The Sundance Film Festival had a number of anticipated film premieres this year – none more so than Leaving Neverland, a harrowing four hour documentary detailing the lives of Wade Robson and Jimmy Safechuck, which is also due to be screened on Channel 4 in the spring. Both men allege that they suffered at least five years of sexual abuse at the hands of Michael Jackson, which (as you can probably guess from the title) is the focus of the film.

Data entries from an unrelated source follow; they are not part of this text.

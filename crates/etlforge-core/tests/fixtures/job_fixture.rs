//! Re-exec target for `tests/worker_end_to_end.rs`.
//!
//! `Worker` always dispatches by spawning a fresh child process, so
//! exercising it for real (rather than only the Scheduler/Status Store
//! plumbing) needs an actual executable on the other end. This binary
//! plays that role: a small fixed catalog of jobs whose behavior is
//! driven entirely by name, built the same way `etlforge-cli`'s
//! `catalog.rs` builds its own demo catalog.

use std::sync::Arc;
use std::time::Duration;

use etlforge_core::error::JobFailure;
use etlforge_core::jobs::runner::CHILD_ATTEMPT_ENV;
use etlforge_core::{child_dispatch_args, run_in_child, Job, JobCatalog, RunResult};

fn main() {
    let args = child_dispatch_args().expect("job fixture binary only runs as a re-exec'd child dispatch");
    let catalog = build_catalog();
    run_in_child(&catalog, args);
}

fn build_catalog() -> JobCatalog {
    let jobs = vec![
        Job::builder("happy", Arc::new(|_config, logger| -> RunResult {
            logger.info("done");
            Ok(())
        }))
        .build(),
        Job::builder("always_fails", Arc::new(|_config, _logger| -> RunResult {
            Err(JobFailure::new("ValueError", "deliberate fixture failure"))
        }))
        .build(),
        Job::builder("sleeps_forever", Arc::new(|_config, _logger| -> RunResult {
            std::thread::sleep(Duration::from_secs(30));
            Ok(())
        }))
        .build(),
        Job::builder("flaky_twice", Arc::new(|_config, logger| -> RunResult {
            let attempt: u32 = std::env::var(CHILD_ATTEMPT_ENV)
                .ok()
                .and_then(|s| s.parse().ok())
                .unwrap_or(0);
            if attempt < 2 {
                logger.info(format!("attempt {attempt} failing on purpose"));
                Err(JobFailure::new("Flaky", "not ready yet"))
            } else {
                logger.info(format!("attempt {attempt} succeeding"));
                Ok(())
            }
        }))
        .build(),
    ];
    JobCatalog::build(jobs).expect("fixture catalog is valid")
}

I have been a tremendous fan of the Jacksons, collectively, for my whole life. I literally can’t remember a time without Michael Jackson. He is my earliest memory – for real. I have flashes of things before, but my first fully formed memory is etched in my brain; I had not long turned three, and it was the Black or White video on Top of the Pops in November 1991. I have obsessed over various aspects of his life and career ever since.
To let you know the extent of my fascination with the whole clan, I tracked down Marlon and Randy’s deleted solo albums, and believe that LaToya is deserving of a bit more praise. I’m not some guy who bought Thriller and a Greatest Hits CD in ASDA. I go deep. I know my stuff, which is why the years of allegations stacking up has been a hard thing to accept.
When you’re a kid, there are things you don’t fully comprehend. But as time moonwalks on, and you become more experienced in the world, any reasonably rational adult should be asking questions. As a result, I have been shaky on him for a while.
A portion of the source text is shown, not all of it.